Detailed analysis of banded chorus gap formation by an electron shell distribution

In a recent paper [K. Min, Phys. Plasmas 30, 012904 (2023)], the formation of the banded chorus with a gap in intensity at half the electron cyclotron frequency (Omega(e)/2) is demonstrated by particle-in-cell simulations including an isotropic shell distribution at an intermediate energy. This follow-up study focuses on the phase space density (PSD) hill formation process and its role in the chorus wave damping at the gap. We first show that phase-trapped particles closely follow single wave characteristics in momentum space. This means that the formation of either PSD hole or hill is primarily determined by the temperature anisotropy, T perpendicular to/T-||, of an initial distribution function. The critical value of T perpendicular to/T-|| increases (decreases) for a higher (lower) resonant frequency. We then revisit the recent banded chorus simulations to investigate how the presence of an isotropic shell distribution self-consistently affects chorus wave evolution at the gap. Initially, with an increasing wave frequency, more and more shell electrons get trapped and a PSD hill is formed. The enhanced PSD hill counteracts wave growth driven by phase-trapped anisotropic electrons and subsequently reduces wave amplitude.
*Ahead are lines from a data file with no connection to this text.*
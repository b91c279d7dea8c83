//! Mapping between view state and the address query string.
//!
//! Recognized keys:
//! - `hand`, `category`, `brand`, `condition`, `level`: repeatable, one
//!   entry per selected token
//! - `minPrice`, `maxPrice`: one number each, only present when the price
//!   window is narrower than the full domain
//!
//! The sort order is session-local and never written here.

use facets::{Facet, FilterState, PriceRange, ViewState, MAX_PRICE, MIN_PRICE};
use std::collections::BTreeMap;
use tracing::debug;
use url::form_urlencoded;

pub const MIN_PRICE_KEY: &str = "minPrice";
pub const MAX_PRICE_KEY: &str = "maxPrice";

/// Read filter state and price window from a query string.
///
/// ## Algorithm
/// 1. Drop a leading `?` and decode the pairs (`+` and percent escapes)
/// 2. Every value of a facet key joins that facet's selection
/// 3. The first `minPrice` / `maxPrice` is parsed as a number; a missing,
///    blank, or non-numeric value falls back to the domain edge
/// 4. The bounds go through `PriceRange::new`, which clamps and orders them
///
/// Unknown keys are ignored. Never fails.
pub fn hydrate(query: &str) -> (FilterState, PriceRange) {
    let query = query.strip_prefix('?').unwrap_or(query);

    let mut selections: BTreeMap<Facet, Vec<String>> = BTreeMap::new();
    let mut min_price: Option<String> = None;
    let mut max_price: Option<String> = None;

    for (key, value) in form_urlencoded::parse(query.as_bytes()) {
        match key.as_ref() {
            MIN_PRICE_KEY => {
                min_price.get_or_insert_with(|| value.into_owned());
            }
            MAX_PRICE_KEY => {
                max_price.get_or_insert_with(|| value.into_owned());
            }
            other => match other.parse::<Facet>() {
                Ok(facet) => selections.entry(facet).or_default().push(value.into_owned()),
                Err(_) => debug!("Ignoring unrecognized query key: {}", other),
            },
        }
    }

    let filters = selections
        .into_iter()
        .fold(FilterState::new(), |state, (facet, tokens)| {
            state.with_selected(facet, tokens)
        });
    let price = PriceRange::new(
        parse_price(MIN_PRICE_KEY, min_price.as_deref(), MIN_PRICE),
        parse_price(MAX_PRICE_KEY, max_price.as_deref(), MAX_PRICE),
    );

    (filters, price)
}

/// Hydrate a whole view; the sort order starts at its default.
pub fn hydrate_view(query: &str) -> ViewState {
    let (filters, price) = hydrate(query);
    ViewState::new(filters, price)
}

/// Render filter state and price window as a query string (without `?`).
///
/// Returns `None` when nothing is active, meaning the address should carry
/// no query at all.
pub fn publish(filters: &FilterState, price: &PriceRange) -> Option<String> {
    let mut serializer = form_urlencoded::Serializer::new(String::new());
    let mut has_active_filters = false;

    for facet in Facet::ALL {
        for token in filters.selected(facet) {
            serializer.append_pair(facet.key(), token);
            has_active_filters = true;
        }
    }

    if !price.is_full() {
        serializer.append_pair(MIN_PRICE_KEY, &format_price(price.min()));
        serializer.append_pair(MAX_PRICE_KEY, &format_price(price.max()));
        has_active_filters = true;
    }

    has_active_filters.then(|| serializer.finish())
}

/// [`publish`] for a whole view.
pub fn publish_view(view: &ViewState) -> Option<String> {
    publish(&view.filters, &view.price)
}

fn parse_price(key: &str, raw: Option<&str>, fallback: f64) -> f64 {
    let Some(raw) = raw else {
        return fallback;
    };
    match raw.trim().parse::<f64>() {
        Ok(value) if value.is_finite() => value,
        _ => {
            debug!("Malformed {} {:?}, using {}", key, raw, fallback);
            fallback
        }
    }
}

/// `100.0` renders as `100`; fractional prices keep their digits.
fn format_price(value: f64) -> String {
    value.to_string()
}

#[cfg(test)]
mod tests {
    use super::*;

    #[test]
    fn test_bare_facet_key_leaves_facet_unconstrained() {
        let (filters, price) = hydrate("condition=&hand=");
        assert!(filters.is_empty());
        assert!(price.is_full());
    }

    #[test]
    fn test_hydrate_brand_and_min_price() {
        let (filters, price) = hydrate("?brand=titleist&minPrice=100");

        let expected = FilterState::new().toggle(Facet::Brand, "titleist");
        assert_eq!(filters, expected);
        assert_eq!(price, PriceRange::new(100.0, 2000.0));
    }

    #[test]
    fn test_hydrate_repeated_keys() {
        let (filters, _) = hydrate("category=drivers&category=putters&category=drivers&level=pro");

        assert_eq!(filters.selected(Facet::Category).len(), 2);
        assert!(filters.is_selected(Facet::Level, "pro"));
        assert!(filters.selected(Facet::Hand).is_empty());
    }

    #[test]
    fn test_hydrate_malformed_prices_fall_back() {
        let (_, price) = hydrate("minPrice=cheap&maxPrice=");
        assert!(price.is_full());

        let (_, price) = hydrate("minPrice=NaN&maxPrice=Infinity");
        assert!(price.is_full());
    }

    #[test]
    fn test_hydrate_clamps_and_orders() {
        let (_, price) = hydrate("minPrice=-50&maxPrice=99999");
        assert!(price.is_full());

        let (_, price) = hydrate("minPrice=900&maxPrice=400");
        assert_eq!(price.min(), 900.0);
        assert_eq!(price.max(), 900.0);
    }

    #[test]
    fn test_hydrate_decodes_and_ignores_unknown_keys() {
        let (filters, _) = hydrate("brand=taylor%20made&hand=left+handed&cursor=abc&sort=priceHighToLow");

        assert!(filters.is_selected(Facet::Brand, "taylor made"));
        assert!(filters.is_selected(Facet::Hand, "left handed"));
        assert_eq!(filters.active_count(), 2);
    }

    #[test]
    fn test_publish_nothing_active_clears_query() {
        assert_eq!(publish(&FilterState::new(), &PriceRange::full()), None);
    }

    #[test]
    fn test_publish_facets_and_price() {
        let filters = FilterState::new()
            .toggle(Facet::Brand, "titleist")
            .toggle(Facet::Hand, "left");
        let query = publish(&filters, &PriceRange::new(100.0, 2000.0)).unwrap();

        assert_eq!(query, "hand=left&brand=titleist&minPrice=100&maxPrice=2000");
    }

    #[test]
    fn test_publish_full_range_omits_prices() {
        let filters = FilterState::new().toggle(Facet::Condition, "like-new");
        assert_eq!(
            publish(&filters, &PriceRange::full()).as_deref(),
            Some("condition=like-new")
        );
    }

    #[test]
    fn test_publish_encodes_values() {
        let filters = FilterState::new().toggle(Facet::Brand, "a&b=c");
        let query = publish(&filters, &PriceRange::new(12.5, 99.0)).unwrap();

        assert_eq!(query, "brand=a%26b%3Dc&minPrice=12.5&maxPrice=99");
        assert_eq!(hydrate(&query), (filters, PriceRange::new(12.5, 99.0)));
    }

    #[test]
    fn test_publish_is_idempotent() {
        let filters = FilterState::new()
            .toggle(Facet::Category, "irons")
            .toggle(Facet::Category, "drivers");
        let price = PriceRange::new(0.0, 750.0);
        assert_eq!(publish(&filters, &price), publish(&filters, &price));
    }
}
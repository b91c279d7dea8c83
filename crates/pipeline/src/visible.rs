//! Visible-set derivation: filter, then sort.
//!
//! The visible set is never stored. Callers recompute it whenever the
//! loaded page or the view state changes.

use crate::filter_pipeline::{standard_pipeline, FilterPipeline};
use crate::sort::sort_owned;
use crate::traits::FilterContext;
use catalog::ProductRecord;
use facets::ViewState;
use tracing::debug;

/// Products from `products` that pass the view's filters, in the view's
/// sort order.
pub fn visible_set(products: &[ProductRecord], view: &ViewState) -> Vec<ProductRecord> {
    visible_set_with(standard_pipeline(), products, view)
}

/// Same as [`visible_set`] with a caller-supplied pipeline.
pub fn visible_set_with(
    pipeline: &FilterPipeline,
    products: &[ProductRecord],
    view: &ViewState,
) -> Vec<ProductRecord> {
    let filtered = pipeline.apply(products.to_vec(), &FilterContext::from(view));
    debug!(
        "Visible set: {} of {} products (sort: {})",
        filtered.len(),
        products.len(),
        view.sort
    );
    sort_owned(filtered, view.sort)
}

#[cfg(test)]
mod tests {
    use super::*;
    use catalog::Money;
    use facets::{Facet, SortKey, ViewEvent};

    #[test]
    fn test_shared_pipeline_is_reused() {
        assert!(std::ptr::eq(standard_pipeline(), standard_pipeline()));
        assert_eq!(
            standard_pipeline().filter_names(),
            FilterPipeline::standard().filter_names()
        );
    }

    #[test]
    fn test_visible_set_filters_then_sorts() {
        let products = vec![
            ProductRecord::new("1", "Ping Putter", "a", Money::new("90", "GBP")),
            ProductRecord::new("2", "Ping Driver", "b", Money::new("300", "GBP")),
            ProductRecord::new("3", "Cobra Driver", "c", Money::new("150", "GBP")),
        ];
        let view = ViewState::default()
            .apply(ViewEvent::toggle(Facet::Category, "driver"))
            .apply(ViewEvent::SetSort(SortKey::PriceLowToHigh));

        let ids: Vec<_> = visible_set(&products, &view)
            .into_iter()
            .map(|p| p.id)
            .collect();
        assert_eq!(ids, vec!["3", "2"]);
    }
}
The weakened wave self-consistently feeds back to the particle trapping, ultimately suppressing both the PSD hole and hill. By the time the wave frequency reaches about 0:45 Omega(e), the gyro-phase structure of the electron distribution becomes much less organized. In some cases, however, the wave growth at the upstream source region can be strong enough that waves still manage to go through the gap frequency, suggesting that additional process(es) should likely be accompanied.